At the end of the Boot Camp I knew I needed to be more involved with this organization and this sort of life-giving community. I went on to become a Momma Mentor with MaxLove Project and co-led a Boot Camp for blood cancer mommas. The program was still in a beta phase and each “glitch” was a beautiful learning opportunity. I loved this group of moms just as much as I loved the original batch. I am still connected to many of them today. This kind of community is what is severely lacking on a national level. It is my goal to change that. More on that later.
Back to self-care.
KEEP IT SIMPLE.
Self-care does not need to look like a fishing trip off grid for a week at a time or a lavish cruise in the Mexican Riviera. It can simply be curling up on the couch with a book for 20 minutes. Spending the time to blow dry your hair instead of throwing it up into a ponytail still dripping wet. It could be splurging for the large/ venti/ bigger cup at your local coffee/ tea chain.
KEEP IT FOCUSED.
Most people think of self-care in only the physical realm - does it feel good to my body? Example: manicures, massages, etc. Do not forget about your emotional health. Does the self-care act bring you joy or anxiousness? We’re going for joy, in case you were confused. What about your spiritual health? Are you doing something that connects you to God? Prayer, meditation, worship music… all these can be self-care and they’re FREE. Your mental health. Does the self-care act require more mental energy? If you have to engage your mind a bunch your body will feel the effects and often not in a relaxing way. What about your social health? Is the self-care act connecting you to the community that you may need to lean into for strength and support or is it pulling you further away which will make it harder to get help when you need/ want it? These are just thoughts and ideas to get you thinking about how you can care for ALL OF YOU throughout the journey.

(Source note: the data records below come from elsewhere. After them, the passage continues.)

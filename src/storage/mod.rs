//! Trade history persistence
//!
//! SQLite store for executed trades and the market snapshots that produced
//! them. Writes are best-effort from the engine's point of view: a store
//! failure is logged and the tick continues.

use crate::market::{MarketSnapshot, Side};
use anyhow::Result;
use chrono::{DateTime, Utc};
use rust_decimal::prelude::{FromPrimitive, ToPrimitive};
use rust_decimal::Decimal;
use sqlx::sqlite::{SqliteConnectOptions, SqliteJournalMode, SqlitePool, SqlitePoolOptions};
use std::path::Path;

/// One executed trade, as handed to the store
#[derive(Debug, Clone)]
pub struct TradeRow {
    pub timestamp: DateTime<Utc>,
    pub market_id: String,
    pub market_question: String,
    pub side: Side,
    pub amount_usd: Decimal,
    pub price: Decimal,
    pub simulated: bool,
    pub tx_hash: Option<String>,
}

/// A trade read back for display
#[derive(Debug, Clone)]
pub struct StoredTrade {
    pub timestamp: String,
    pub market_id: String,
    pub market_question: String,
    pub side: String,
    pub amount_usd: Decimal,
    pub price: Decimal,
    pub simulated: bool,
    pub tx_hash: Option<String>,
}

/// Aggregate counts over a trailing window of days
#[derive(Debug, Clone, Default)]
pub struct TradeStats {
    pub total: i64,
    pub simulated: i64,
    pub live: i64,
    pub avg_price: Decimal,
    pub total_volume_usd: Decimal,
}

/// Persistent trade and snapshot history
#[derive(Clone)]
pub struct TradeStore {
    pool: SqlitePool,
}

impl TradeStore {
    /// Open (or create) the database at `path`
    pub async fn open(path: impl AsRef<Path>) -> Result<Self> {
        let options = SqliteConnectOptions::new()
            .filename(path.as_ref())
            .create_if_missing(true)
            .journal_mode(SqliteJournalMode::Wal);

        let pool = SqlitePool::connect_with(options).await?;
        let store = Self { pool };
        store.init_schema().await?;
        tracing::info!(path = %path.as_ref().display(), "Trade database ready");
        Ok(store)
    }

    /// Private in-memory database. Single connection, so the schema
    /// survives for the pool's lifetime.
    pub async fn in_memory() -> Result<Self> {
        let pool = SqlitePoolOptions::new()
            .max_connections(1)
            .connect("sqlite::memory:")
            .await?;
        let store = Self { pool };
        store.init_schema().await?;
        Ok(store)
    }

    async fn init_schema(&self) -> Result<()> {
        sqlx::query(
            r#"
            CREATE TABLE IF NOT EXISTS trades (
                id INTEGER PRIMARY KEY AUTOINCREMENT,
                timestamp TEXT NOT NULL,
                market_id TEXT NOT NULL,
                market_question TEXT,
                side TEXT NOT NULL,
                amount_usd REAL NOT NULL,
                price REAL NOT NULL,
                simulated INTEGER NOT NULL,
                tx_hash TEXT
            )
            "#,
        )
        .execute(&self.pool)
        .await?;

        sqlx::query(
            r#"
            CREATE TABLE IF NOT EXISTS market_snapshots (
                id INTEGER PRIMARY KEY AUTOINCREMENT,
                timestamp TEXT NOT NULL,
                market_id TEXT NOT NULL,
                market_data TEXT NOT NULL,
                yes_price REAL NOT NULL,
                no_price REAL NOT NULL,
                vig REAL NOT NULL,
                volume REAL NOT NULL
            )
            "#,
        )
        .execute(&self.pool)
        .await?;

        sqlx::query("CREATE INDEX IF NOT EXISTS idx_trades_timestamp ON trades(timestamp)")
            .execute(&self.pool)
            .await?;

        Ok(())
    }

    pub async fn record_trade(&self, row: &TradeRow) -> Result<()> {
        sqlx::query(
            r#"
            INSERT INTO trades
            (timestamp, market_id, market_question, side, amount_usd, price, simulated, tx_hash)
            VALUES (?1, ?2, ?3, ?4, ?5, ?6, ?7, ?8)
            "#,
        )
        .bind(row.timestamp.to_rfc3339())
        .bind(&row.market_id)
        .bind(&row.market_question)
        .bind(row.side.as_str())
        .bind(row.amount_usd.to_f64().unwrap_or_default())
        .bind(row.price.to_f64().unwrap_or_default())
        .bind(i64::from(row.simulated))
        .bind(&row.tx_hash)
        .execute(&self.pool)
        .await?;
        Ok(())
    }

    /// Record the market state that drove a decision
    pub async fn record_snapshot(&self, snapshot: &MarketSnapshot) -> Result<()> {
        let market_data = serde_json::to_string(snapshot)?;
        sqlx::query(
            r#"
            INSERT INTO market_snapshots
            (timestamp, market_id, market_data, yes_price, no_price, vig, volume)
            VALUES (?1, ?2, ?3, ?4, ?5, ?6, ?7)
            "#,
        )
        .bind(snapshot.fetched_at.to_rfc3339())
        .bind(&snapshot.id)
        .bind(market_data)
        .bind(snapshot.yes_price.to_f64().unwrap_or_default())
        .bind(snapshot.no_price.to_f64().unwrap_or_default())
        .bind(snapshot.vig().to_f64().unwrap_or_default())
        .bind(snapshot.volume.to_f64().unwrap_or_default())
        .execute(&self.pool)
        .await?;
        Ok(())
    }

    pub async fn recent_trades(&self, limit: i64) -> Result<Vec<StoredTrade>> {
        type Row = (
            String,
            String,
            Option<String>,
            String,
            f64,
            f64,
            i64,
            Option<String>,
        );
        let rows = sqlx::query_as::<_, Row>(
            r#"
            SELECT timestamp, market_id, market_question, side, amount_usd, price, simulated, tx_hash
            FROM trades
            ORDER BY timestamp DESC
            LIMIT ?1
            "#,
        )
        .bind(limit)
        .fetch_all(&self.pool)
        .await?;

        Ok(rows
            .into_iter()
            .map(
                |(timestamp, market_id, question, side, amount_usd, price, simulated, tx_hash)| {
                    StoredTrade {
                        timestamp,
                        market_id,
                        market_question: question.unwrap_or_default(),
                        side,
                        amount_usd: Decimal::from_f64(amount_usd).unwrap_or_default(),
                        price: Decimal::from_f64(price).unwrap_or_default(),
                        simulated: simulated != 0,
                        tx_hash,
                    }
                },
            )
            .collect())
    }

    /// Aggregate stats over the trailing `days` days
    pub async fn trade_stats(&self, days: i64) -> Result<TradeStats> {
        let (total, simulated, live, avg_price, total_volume): (
            i64,
            Option<i64>,
            Option<i64>,
            Option<f64>,
            Option<f64>,
        ) = sqlx::query_as(
            r#"
            SELECT
                COUNT(*),
                SUM(CASE WHEN simulated = 1 THEN 1 ELSE 0 END),
                SUM(CASE WHEN simulated = 0 THEN 1 ELSE 0 END),
                AVG(price),
                SUM(amount_usd)
            FROM trades
            WHERE timestamp >= datetime('now', '-' || ?1 || ' days')
            "#,
        )
        .bind(days)
        .fetch_one(&self.pool)
        .await?;

        Ok(TradeStats {
            total,
            simulated: simulated.unwrap_or(0),
            live: live.unwrap_or(0),
            avg_price: avg_price.and_then(Decimal::from_f64).unwrap_or_default(),
            total_volume_usd: total_volume.and_then(Decimal::from_f64).unwrap_or_default(),
        })
    }
}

Each day has opportunities for you to care for a different part of you.
If you are struggling with how to care for YOU, let me walk you through 7 actions that you can keep on a back burner for when you need help directing your self-care thoughts.
1- Positive thinking. I know this sounds gimmicky, but there is legitimate science to back up the importance and power of a positive mindset.
2- Eating. Again, this can sound simple but this isn’t about comfort food. This is about nutrient dense foods that fuel your body which will help ease the stress impact on your body, keep you healthy, and so much more.
3- Sleep. You NEED good sleep. You need even more good sleep when you are stressed. Your body takes such a beating on a journey like childhood cancer parenting that your body needs all the time it can get to repair itself. Turn off tech, diffuse soothing essential oils, stretch before you try to fall asleep.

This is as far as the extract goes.